Now you are here: Home > Research Interests > Single image segmentation with estimated depth [ English ] [ Japanese ]

Single image segmentation with estimated depth
  • We incorporate learning-based depth estimation from a single image into our method for object-like region segmentation, which enables us to suppress misleading disctactors and/or backgrounds.

Selected publications

Ryo Yonetani, Akisato Kimura, Hitoshi Sakano, Ken Fukuchi
"Single image segmentation with estimated depth,"
to appear, British Machine Vision Conference (BMVC2012),
Guildford, UK, September 2012.
[ bibliography ]

Details

A novel framework for automatic object segmentation is proposed that exploits depth information estimated from a single image as an additional cue. For example, suppose that we have an image containing an object and a background with a similar color or texture to the object.

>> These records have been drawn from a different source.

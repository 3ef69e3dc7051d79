//! Civil calendar handling for the lifeline workspace.
//!
//! This crate provides:
//! - `CivilTime`, a validated Gregorian date and time of day
//! - Birthday string parsing (`YYYY-MM-DD[ HH:MM]`, default 12:00)
//! - Julian Date ↔ calendar conversions
//! - ΔT (TT − UT) for converting civil instants to dynamical time

pub mod civil;
pub mod delta_t;
pub mod error;
pub mod julian;

pub use civil::{CivilTime, DEFAULT_HOUR, DEFAULT_MINUTE};
pub use delta_t::delta_t_seconds;
pub use error::TimeError;
pub use julian::{
    DAYS_PER_CENTURY, J2000_JD, SECONDS_PER_DAY, calendar_to_jd, day_number, days_in_month,
    is_leap_year, jd_to_calendar, jd_to_centuries,
};

/// Offset of a fixed civil time zone from UT, in hours.
#[derive(Debug, Clone, Copy, PartialEq)]
pub struct UtcOffset {
    hours: f64,
}

impl UtcOffset {
    /// China Standard Time, the zone the traditional calendar is reckoned in.
    pub const CHINA_STANDARD: Self = Self { hours: 8.0 };

    /// Convert a local Julian Date to a UT Julian Date.
    pub fn local_to_ut(self, jd_local: f64) -> f64 {
        jd_local - self.hours / 24.0
    }

    /// Convert a local Julian Date to a TT Julian Date via ΔT.
    pub fn local_to_tt(self, jd_local: f64) -> f64 {
        let jd_ut = self.local_to_ut(jd_local);
        let (year, month, _) = jd_to_calendar(jd_ut);
        let decimal_year = year as f64 + (month as f64 - 0.5) / 12.0;
        jd_ut + delta_t_seconds(decimal_year) / SECONDS_PER_DAY
    }
}

#[cfg(test)]
mod tests {
    use super::*;

    #[test]
    fn china_offset_is_eight_hours() {
        let jd = 2_460_000.5;
        let lag_h = (UtcOffset::CHINA_STANDARD.local_to_ut(jd) - jd) * 24.0;
        assert!((lag_h + 8.0).abs() < 1e-9, "lag = {lag_h}h");
    }

    #[test]
    fn tt_is_ahead_of_ut() {
        let jd_local = 2_460_000.5;
        let off = UtcOffset::CHINA_STANDARD;
        let lead_s = (off.local_to_tt(jd_local) - off.local_to_ut(jd_local)) * SECONDS_PER_DAY;
        assert!((60.0..80.0).contains(&lead_s), "ΔT = {lead_s}");
    }
}
//! ΔT = TT − UT1 in seconds.
//!
//! Polynomial expressions of Espenak & Meeus (NASA eclipse predictions,
//! 2006) for 1800–2150; the long-term Morrison & Stephenson parabola
//! elsewhere. Accuracy is a few seconds across the modern range, far
//! below what the solar-term boundaries need.

/// ΔT in seconds for a decimal year (e.g. `1990.37`).
pub fn delta_t_seconds(year: f64) -> f64 {
    if !(1800.0..2150.0).contains(&year) {
        return long_term(year);
    }
    if year < 1860.0 {
        let t = year - 1800.0;
        13.72 - 0.332447 * t + 0.0068612 * t.powi(2) + 0.0041116 * t.powi(3)
            - 0.00037436 * t.powi(4)
            + 0.0000121272 * t.powi(5)
            - 0.0000001699 * t.powi(6)
            + 0.000000000875 * t.powi(7)
    } else if year < 1900.0 {
        let t = year - 1860.0;
        7.62 + 0.5737 * t - 0.251754 * t.powi(2) + 0.01680668 * t.powi(3)
            - 0.0004473624 * t.powi(4)
            + t.powi(5) / 233_174.0
    } else if year < 1920.0 {
        let t = year - 1900.0;
        -2.79 + 1.494119 * t - 0.0598939 * t.powi(2) + 0.0061966 * t.powi(3)
            - 0.000197 * t.powi(4)
    } else if year < 1941.0 {
        let t = year - 1920.0;
        21.20 + 0.84493 * t - 0.076100 * t.powi(2) + 0.0020936 * t.powi(3)
    } else if year < 1961.0 {
        let t = year - 1950.0;
        29.07 + 0.407 * t - t.powi(2) / 233.0 + t.powi(3) / 2547.0
    } else if year < 1986.0 {
        let t = year - 1975.0;
        45.45 + 1.067 * t - t.powi(2) / 260.0 - t.powi(3) / 718.0
    } else if year < 2005.0 {
        let t = year - 2000.0;
        63.86 + 0.3345 * t - 0.060374 * t.powi(2)
            + 0.0017275 * t.powi(3)
            + 0.000651814 * t.powi(4)
            + 0.00002373599 * t.powi(5)
    } else if year < 2050.0 {
        let t = year - 2000.0;
        62.92 + 0.32217 * t + 0.005589 * t.powi(2)
    } else {
        long_term(year) - 0.5628 * (2150.0 - year)
    }
}

fn long_term(year: f64) -> f64 {
    let u = (year - 1820.0) / 100.0;
    -20.0 + 32.0 * u * u
}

The proposed framework enables us to automatically extract the object from the image while eliminating the misleading background. Although our segmentation framework takes a form of a traditional formulation based on Markov random fields, the proposed method provides a novel scheme to integrate depth and color information, which derives objectness/backgroundness likelihood. We also employ depth estimation via supervised learning so that the proposed method can work even if it has only a single input image with no actual depth information. Experimental results with a dataset originally collected for the evaluation demonstrate the effectiveness of the proposed method against the baseline method and several existing methods for salient region detection.